## WORK TO BE COMPLETED
Using the entries that follow, report how many lines contain the word "NATRules". Only the number is wanted.

## GIVEN DATA

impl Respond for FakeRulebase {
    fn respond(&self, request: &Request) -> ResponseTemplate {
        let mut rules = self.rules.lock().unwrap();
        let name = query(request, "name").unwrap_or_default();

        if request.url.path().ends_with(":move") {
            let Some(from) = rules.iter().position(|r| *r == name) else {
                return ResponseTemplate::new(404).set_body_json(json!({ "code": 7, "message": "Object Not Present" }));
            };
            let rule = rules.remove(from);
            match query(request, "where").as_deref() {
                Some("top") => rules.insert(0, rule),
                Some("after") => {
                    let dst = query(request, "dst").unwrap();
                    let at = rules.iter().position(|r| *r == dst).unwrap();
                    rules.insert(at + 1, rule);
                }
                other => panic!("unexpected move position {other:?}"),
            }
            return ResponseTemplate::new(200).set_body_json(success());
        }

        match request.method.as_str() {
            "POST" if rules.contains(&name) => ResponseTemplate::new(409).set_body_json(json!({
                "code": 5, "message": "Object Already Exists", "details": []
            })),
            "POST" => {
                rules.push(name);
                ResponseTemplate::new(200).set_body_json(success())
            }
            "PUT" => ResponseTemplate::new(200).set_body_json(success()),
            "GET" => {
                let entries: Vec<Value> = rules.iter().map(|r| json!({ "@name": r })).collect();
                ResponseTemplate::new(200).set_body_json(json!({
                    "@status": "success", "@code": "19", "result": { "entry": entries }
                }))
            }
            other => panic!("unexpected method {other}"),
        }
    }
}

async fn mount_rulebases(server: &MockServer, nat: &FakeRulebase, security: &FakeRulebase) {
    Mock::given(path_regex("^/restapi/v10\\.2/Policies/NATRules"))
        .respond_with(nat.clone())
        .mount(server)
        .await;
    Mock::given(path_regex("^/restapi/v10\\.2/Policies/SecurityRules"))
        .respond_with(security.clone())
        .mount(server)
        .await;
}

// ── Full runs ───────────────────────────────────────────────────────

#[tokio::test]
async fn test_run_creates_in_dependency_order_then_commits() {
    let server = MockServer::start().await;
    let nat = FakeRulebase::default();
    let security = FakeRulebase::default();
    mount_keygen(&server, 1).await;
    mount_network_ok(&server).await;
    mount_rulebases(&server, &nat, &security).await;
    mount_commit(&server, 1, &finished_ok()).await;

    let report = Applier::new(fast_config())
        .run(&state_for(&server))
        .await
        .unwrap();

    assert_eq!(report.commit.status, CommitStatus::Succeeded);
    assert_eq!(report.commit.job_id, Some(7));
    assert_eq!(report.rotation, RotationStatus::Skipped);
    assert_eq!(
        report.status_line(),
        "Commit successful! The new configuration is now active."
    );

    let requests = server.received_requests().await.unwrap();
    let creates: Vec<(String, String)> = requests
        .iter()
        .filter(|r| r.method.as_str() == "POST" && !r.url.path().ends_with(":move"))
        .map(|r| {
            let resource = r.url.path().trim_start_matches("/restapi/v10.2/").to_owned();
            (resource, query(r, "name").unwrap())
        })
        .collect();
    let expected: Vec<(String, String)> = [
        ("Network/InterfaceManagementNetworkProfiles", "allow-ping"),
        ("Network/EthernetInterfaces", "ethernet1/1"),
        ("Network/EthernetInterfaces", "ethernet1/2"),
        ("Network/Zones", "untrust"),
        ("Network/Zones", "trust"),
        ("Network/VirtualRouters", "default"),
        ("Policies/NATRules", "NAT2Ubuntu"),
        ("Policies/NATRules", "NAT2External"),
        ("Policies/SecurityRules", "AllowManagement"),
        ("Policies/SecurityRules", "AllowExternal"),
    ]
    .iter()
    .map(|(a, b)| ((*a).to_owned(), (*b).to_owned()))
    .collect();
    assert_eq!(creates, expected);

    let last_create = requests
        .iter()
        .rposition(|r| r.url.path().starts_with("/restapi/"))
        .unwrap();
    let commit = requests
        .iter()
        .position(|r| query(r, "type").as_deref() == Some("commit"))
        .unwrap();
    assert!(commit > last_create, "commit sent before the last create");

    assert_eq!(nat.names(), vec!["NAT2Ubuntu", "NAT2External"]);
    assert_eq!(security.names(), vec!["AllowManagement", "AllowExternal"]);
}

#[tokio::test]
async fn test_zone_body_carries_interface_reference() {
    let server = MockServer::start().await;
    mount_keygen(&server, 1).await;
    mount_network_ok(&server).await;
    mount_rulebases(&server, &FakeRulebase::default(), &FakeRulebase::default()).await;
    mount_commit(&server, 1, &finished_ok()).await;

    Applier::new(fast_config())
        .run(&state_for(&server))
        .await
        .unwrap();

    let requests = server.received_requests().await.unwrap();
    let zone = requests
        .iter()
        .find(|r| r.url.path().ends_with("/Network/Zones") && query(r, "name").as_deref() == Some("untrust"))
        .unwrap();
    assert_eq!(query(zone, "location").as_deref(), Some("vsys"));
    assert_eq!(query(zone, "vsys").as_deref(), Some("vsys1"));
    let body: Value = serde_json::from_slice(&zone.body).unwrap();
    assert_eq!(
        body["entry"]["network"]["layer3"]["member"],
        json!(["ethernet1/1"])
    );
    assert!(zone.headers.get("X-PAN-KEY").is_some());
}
==
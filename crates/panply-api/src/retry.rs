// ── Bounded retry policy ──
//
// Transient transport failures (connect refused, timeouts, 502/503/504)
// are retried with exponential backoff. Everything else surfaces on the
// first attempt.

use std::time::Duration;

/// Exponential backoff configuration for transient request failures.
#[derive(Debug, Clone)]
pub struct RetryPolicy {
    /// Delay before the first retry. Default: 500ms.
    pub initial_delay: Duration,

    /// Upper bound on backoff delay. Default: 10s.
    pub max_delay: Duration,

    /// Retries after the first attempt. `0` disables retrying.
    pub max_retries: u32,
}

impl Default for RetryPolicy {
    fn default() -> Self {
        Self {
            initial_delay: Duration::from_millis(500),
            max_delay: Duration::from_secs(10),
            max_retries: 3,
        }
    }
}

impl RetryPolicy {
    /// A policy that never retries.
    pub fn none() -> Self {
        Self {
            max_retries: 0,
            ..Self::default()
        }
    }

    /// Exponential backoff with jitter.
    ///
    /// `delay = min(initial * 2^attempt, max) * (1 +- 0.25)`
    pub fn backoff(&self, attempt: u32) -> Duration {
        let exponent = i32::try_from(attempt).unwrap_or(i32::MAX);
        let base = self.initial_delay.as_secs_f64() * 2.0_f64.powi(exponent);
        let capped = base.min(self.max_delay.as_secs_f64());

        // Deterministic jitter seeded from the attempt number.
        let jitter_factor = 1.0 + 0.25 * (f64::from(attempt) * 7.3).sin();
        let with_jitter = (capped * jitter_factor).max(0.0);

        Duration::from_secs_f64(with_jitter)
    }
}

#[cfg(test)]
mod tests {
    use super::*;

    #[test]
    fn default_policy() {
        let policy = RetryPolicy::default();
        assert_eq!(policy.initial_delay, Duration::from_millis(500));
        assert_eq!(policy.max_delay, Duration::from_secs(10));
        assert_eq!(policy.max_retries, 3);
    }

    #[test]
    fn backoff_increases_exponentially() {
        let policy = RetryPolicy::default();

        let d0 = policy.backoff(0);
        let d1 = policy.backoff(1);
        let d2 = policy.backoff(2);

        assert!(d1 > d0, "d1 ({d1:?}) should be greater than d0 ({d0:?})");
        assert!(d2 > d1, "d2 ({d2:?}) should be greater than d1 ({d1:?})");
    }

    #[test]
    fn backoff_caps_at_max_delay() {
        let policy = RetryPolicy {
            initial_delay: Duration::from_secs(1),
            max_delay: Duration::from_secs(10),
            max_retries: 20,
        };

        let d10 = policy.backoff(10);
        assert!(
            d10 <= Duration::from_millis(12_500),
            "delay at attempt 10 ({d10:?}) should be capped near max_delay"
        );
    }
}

## EXPECTED ANSWER
3